■ **RECORD EXTRACTS**:
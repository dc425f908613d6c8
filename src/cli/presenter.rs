//! CLI presenter for output formatting
//!
//! Transition lines go to stdout with a timestamp; status and diagnostics
//! go to stderr.

use std::sync::Mutex;

use chrono::Local;
use colored::*;
use indicatif::{ProgressBar, ProgressStyle};

/// Presenter for CLI output formatting
pub struct Presenter {
    spinner: Mutex<Option<ProgressBar>>,
}

impl Presenter {
    /// Create a new presenter
    pub fn new() -> Self {
        Self {
            spinner: Mutex::new(None),
        }
    }

    fn timestamp() -> String {
        Local::now().format("%H:%M:%S").to_string()
    }

    /// Start a spinner with message
    pub fn start_spinner(&self, message: &str) {
        let spinner = ProgressBar::new_spinner();
        spinner.set_style(
            ProgressStyle::default_spinner()
                .tick_chars("⠋⠙⠹⠸⠼⠴⠦⠧⠇⠏")
                .template("{spinner:.cyan} {msg}")
                .unwrap(),
        );
        spinner.set_message(message.to_string());
        spinner.enable_steady_tick(std::time::Duration::from_millis(80));
        *self.spinner.lock().unwrap_or_else(|e| e.into_inner()) = Some(spinner);
    }

    /// Mark spinner as success and finish
    pub fn spinner_success(&self, message: &str) {
        if let Some(spinner) = self.spinner.lock().unwrap_or_else(|e| e.into_inner()).take() {
            spinner.finish_with_message(format!("{} {}", "✓".green(), message));
        }
    }

    /// Mark spinner as failed and finish
    pub fn spinner_fail(&self, message: &str) {
        if let Some(spinner) = self.spinner.lock().unwrap_or_else(|e| e.into_inner()).take() {
            spinner.finish_with_message(format!("{} {}", "✗".red(), message));
        }
    }

    /// Print info message to stderr
    pub fn info(&self, message: &str) {
        eprintln!("{} {}", "ℹ".cyan(), message);
    }

    /// Print success message to stderr
    pub fn success(&self, message: &str) {
        eprintln!("{} {}", "✓".green(), message);
    }

    /// Print warning message to stderr
    pub fn warn(&self, message: &str) {
        eprintln!("{} {}", "⚠".yellow(), message);
    }

    /// Print error message to stderr
    pub fn error(&self, message: &str) {
        eprintln!("{} {}", "✗".red(), message);
    }

    /// Print a timestamped transition line to stdout
    pub fn transition(&self, message: &str) {
        println!("[{}] {}", Self::timestamp().cyan(), message);
    }

    /// Print a timestamped status line to stderr
    pub fn status(&self, message: &str) {
        eprintln!("[{}] {} {}", Self::timestamp(), "●".cyan(), message);
    }
}

impl Default for Presenter {
    fn default() -> Self {
        Self::new()
    }
}

#[cfg(test)]
mod tests {
    use super::*;

    #[test]
    fn timestamp_has_clock_format() {
        let ts = Presenter::timestamp();
        assert_eq!(ts.len(), 8);
        assert_eq!(ts.chars().filter(|c| *c == ':').count(), 2);
    }

    #[test]
    fn presenter_starts_without_spinner() {
        let presenter = Presenter::new();
        assert!(presenter
            .spinner
            .lock()
            .unwrap_or_else(|e| e.into_inner())
            .is_none());
    }
}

■ **DESCRIPTION OF THE TASK**: Only the number is wanted: how many lines of the material above include the word "Mark"?

■ **RESPONSE BELOW**: 2